If I fight to give it away, I fight
with all my heart.
Defeat is hard. I will betray you.
And if you were at last to lie—human, flawed—
next to me on this pillow,
shoulders and arms relaxed in sleep, exposed,
helpless, even—how could I endanger
that easy breathing, how send these light fingers
wandering down your belly under the covers?
Merciless, I’d attack in an instant,
why dream I’d let you rest? Wake up! This night
is more than ours—I swear this night is mine.
Amores II.XVI as translated by A.S. Kline
Counter-Amores III.14: I’m Bad
I’m bad—but I behave—I contradict
myself—I never do what I depict.
I don’t have morals, but I still live chaste;
I write the worst so it won’t go to waste.
I don’t lie down—but still a girl can lie
on paper—to remember someone by.
In sanity—a clean, well-lighted place—
I write things you won’t read upon my face.

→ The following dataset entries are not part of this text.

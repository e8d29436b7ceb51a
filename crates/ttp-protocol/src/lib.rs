// ttp-protocol: TTP line grammar and command formatting.
//
// TTP is a newline-terminated text protocol. Every inbound line is exactly
// one of `+OK ...`, `-ERR ...`, or `! ...`; anything else (login banners,
// shell prompts, blank lines) is noise and never reaches higher layers.
//
// This crate is pure: a function from line text to a typed response, plus
// formatting helpers for the outbound command text. No I/O, no state.

mod value;

pub use value::Value;

use value::{Item, parse_items};

// ---------------------------------------------------------------------------
// Response model
// ---------------------------------------------------------------------------

/// A parsed inbound TTP line.
///
/// The original line text is kept verbatim in `raw` so callers that need the
/// exact device output (logging, diagnostics) can get it back.
#[derive(Debug, Clone, PartialEq)]
pub struct TtpResponse {
    pub kind: ResponseKind,
    pub raw: String,
}

/// The three line shapes the device emits.
#[derive(Debug, Clone, PartialEq)]
pub enum ResponseKind {
    /// `+OK ...` — success, with the decoded payload (Null when bare `+OK`).
    Ok(Value),
    /// `-ERR ...` — failure, with the free-form message text.
    Error(String),
    /// `! ...` — subscription push.
    Publish(Publish),
}

/// A subscription push frame.
///
/// `channel` is present only when the device included an `index=` field;
/// the subscription registry merges in the registered channel otherwise.
#[derive(Debug, Clone, PartialEq)]
pub struct Publish {
    pub token: String,
    pub channel: Option<u32>,
    pub value: Value,
}

impl TtpResponse {
    pub fn is_ok(&self) -> bool {
        matches!(self.kind, ResponseKind::Ok(_))
    }

    pub fn is_error(&self) -> bool {
        matches!(self.kind, ResponseKind::Error(_))
    }

    /// The error message, when this is an `-ERR` response.
    pub fn error_message(&self) -> Option<&str> {
        match &self.kind {
            ResponseKind::Error(msg) => Some(msg),
            _ => None,
        }
    }

    /// The decoded payload of an `+OK` or publish line.
    ///
    /// Devices answer attribute queries as a single-pair `value=...` record;
    /// that wrapper is peeled off here so callers always see the payload
    /// itself.
    pub fn value(&self) -> Option<&Value> {
        let v = match &self.kind {
            ResponseKind::Ok(v) => v,
            ResponseKind::Publish(p) => &p.value,
            ResponseKind::Error(_) => return None,
        };
        Some(unwrap_value_field(v))
    }
}

fn unwrap_value_field(v: &Value) -> &Value {
    if let Value::Record(pairs) = v
        && pairs.len() == 1
        && pairs[0].0 == "value"
    {
        return &pairs[0].1;
    }
    v
}

// ---------------------------------------------------------------------------
// Line parser
// ---------------------------------------------------------------------------

/// Parse one raw line into a typed response.
///
/// Returns `None` for protocol noise (any line not starting with `+OK`,
/// `-ERR`, or `!`) and for publish lines missing their `publishToken` field.
/// Trailing `\r` from CRLF transports is stripped before classification.
pub fn parse_line(line: &str) -> Option<TtpResponse> {
    let trimmed = line.trim();
    if trimmed.is_empty() {
        return None;
    }

    let kind = if let Some(rest) = trimmed.strip_prefix("+OK") {
        ResponseKind::Ok(parse_payload(rest))
    } else if let Some(rest) = trimmed.strip_prefix("-ERR") {
        ResponseKind::Error(rest.trim().to_owned())
    } else if let Some(rest) = trimmed.strip_prefix('!') {
        ResponseKind::Publish(parse_publish(rest)?)
    } else {
        return None;
    };

    Some(TtpResponse {
        kind,
        raw: trimmed.to_owned(),
    })
}

/// Decode an `+OK` payload.
///
/// A run of `key=value` pairs decodes to a record; a single bare value to
/// that value; several bare values to a list; nothing to Null.
fn parse_payload(rest: &str) -> Value {
    Value::from_items(parse_items(rest))
}

fn parse_publish(rest: &str) -> Option<Publish> {
    let mut token = None;
    let mut channel = None;
    let mut value = Value::Null;
    for item in parse_items(rest) {
        match item {
            Item::Pair(key, v) => match key.as_str() {
                "publishToken" => token = v.as_str().map(str::to_owned),
                "index" => channel = v.as_int().and_then(|i| u32::try_from(i).ok()),
                "value" => value = v,
                _ => {}
            },
            Item::Plain(_) => {}
        }
    }
    Some(Publish {
        token: token?,
        channel,
        value,
    })
}

// ---------------------------------------------------------------------------
// Block-type inference from error text
// ---------------------------------------------------------------------------

/// Extract a block-type name from an `-ERR` message tail.
///
/// An intentionally invalid attribute query makes the device name the
/// handling interface in its error, e.g.
/// `-ERR Ducker GateInterface::Attributes` — the token after the last space
/// carries `<Type>Interface::Attributes`, so the block type here is `Gate`.
pub fn block_type_from_error(message: &str) -> Option<String> {
    let tail = message.split_whitespace().next_back()?;
    let name = tail.strip_suffix("Interface::Attributes")?.trim();
    if name.is_empty() {
        return None;
    }
    Some(name.to_owned())
}

// ---------------------------------------------------------------------------
// Outbound command formatting
// ---------------------------------------------------------------------------

/// One argument of a `set` command, serialized in wire form.
///
/// Booleans go lowercase, strings are double-quoted, numbers print plainly.
#[derive(Debug, Clone, PartialEq)]
pub enum CommandArg {
    Bool(bool),
    Int(i64),
    Float(f64),
    Str(String),
}

impl std::fmt::Display for CommandArg {
    fn fmt(&self, f: &mut std::fmt::Formatter<'_>) -> std::fmt::Result {
        match self {
            CommandArg::Bool(b) => write!(f, "{}", b),
            CommandArg::Int(i) => write!(f, "{}", i),
            CommandArg::Float(v) => write!(f, "{}", v),
            CommandArg::Str(s) => write!(f, "\"{}\"", s.replace('\\', "\\\\").replace('"', "\\\"")),
        }
    }
}

impl From<bool> for CommandArg {
    fn from(v: bool) -> Self {
        CommandArg::Bool(v)
    }
}

impl From<i64> for CommandArg {
    fn from(v: i64) -> Self {
        CommandArg::Int(v)
    }
}

impl From<u32> for CommandArg {
    fn from(v: u32) -> Self {
        CommandArg::Int(i64::from(v))
    }
}

impl From<f64> for CommandArg {
    fn from(v: f64) -> Self {
        CommandArg::Float(v)
    }
}

impl From<f32> for CommandArg {
    fn from(v: f32) -> Self {
        CommandArg::Float(f64::from(v))
    }
}

impl From<&str> for CommandArg {
    fn from(v: &str) -> Self {
        CommandArg::Str(v.to_owned())
    }
}

/// Format a `get` query: `<id> get <attr> [<channel>]`.
///
/// Query commands leave the block id bare unless it contains whitespace
/// (matches live device sessions; only state-changing commands always quote).
pub fn get_command(block_id: &str, attribute: &str, channel: Option<u32>) -> String {
    let id = if block_id.contains(char::is_whitespace) {
        format!("\"{}\"", block_id)
    } else {
        block_id.to_owned()
    };
    match channel {
        Some(ch) => format!("{} get {} {}", id, attribute, ch),
        None => format!("{} get {}", id, attribute),
    }
}

/// Format a `set` command: `"<id>" set <attr> [<channel>] <value>`.
///
/// Channel `0` is the device-level wildcard ("all channels") and is emitted
/// literally.
pub fn set_command(
    block_id: &str,
    attribute: &str,
    channel: Option<u32>,
    value: impl Into<CommandArg>,
) -> String {
    match channel {
        Some(ch) => format!("\"{}\" set {} {} {}", block_id, attribute, ch, value.into()),
        None => format!("\"{}\" set {} {}", block_id, attribute, value.into()),
    }
}

/// Format a `subscribe` command: `"<id>" subscribe <type> [<channel>] <token>`.
pub fn subscribe_command(
    block_id: &str,
    subscribe_type: &str,
    channel: Option<u32>,
    token: &str,
) -> String {
    match channel {
        Some(ch) => format!(
            "\"{}\" subscribe {} {} {}",
            block_id, subscribe_type, ch, token
        ),
        None => format!("\"{}\" subscribe {} {}", block_id, subscribe_type, token),
    }
}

Brides and virgins need their privacy;
invite a crowd—there’s nothing here to see.
(Honestly? This name was never mine—
if it becomes notorious—that’s fine
by me—how many times has he had sex
since he became my once and future ex?
Let him assume I never sleep at night—
not that what keeps me up’s this need to write.)
Nuns fret not at their convents’ narrow rooms.
I’m not ashamed to fret. The wide world looms
so I lie down, under the fretful covers
and fret with all my dearly faulty lovers
who wander fully clothed at some remove
of minds and miles—they don’t guess that they love,
or the proximity of lip & tongue
the infinite ways that we’ve devised to come,
the things I say he’s never failed to say,
the mess we made of the sheets the other day.
Am I then so dishonest when I lie
all unashamed, because what haven’t I
done with you—all that we haven’t done
exposed here to the full light of the sun.
I lie with you, I lie for all to see,
enjoy such lying as allowed to me.
Material proof—what kind of evidence
(DNA, denial)—that’s the president’s
problem. If I say you’re here with me
then here you are. And here. And heresy
the claim a heart might need more proof than this
or body confirmation of heart’s bliss.
It’s life when I protest what we have done
and through real veins I feel the hot blood run.
Then you, whom I can’t have, I love as real
as life and twice as natural, I feel
you in my bones. I’ve nothing to declare
except my self—I’m duty free—I swear
I’m ninety-nine and forty-four percent pure
guilt—I only wish my guilt secure.
Could we do something that I couldn’t say
or trust to paper? Dear, I’d seize the day.
Amores III.XIV as translated by A.S. Kline
About the Authors:
Jennifer Clarvoe is an American poet. She teaches at Kenyon College.
Daniel Bosch is a senior editor at Berfrois.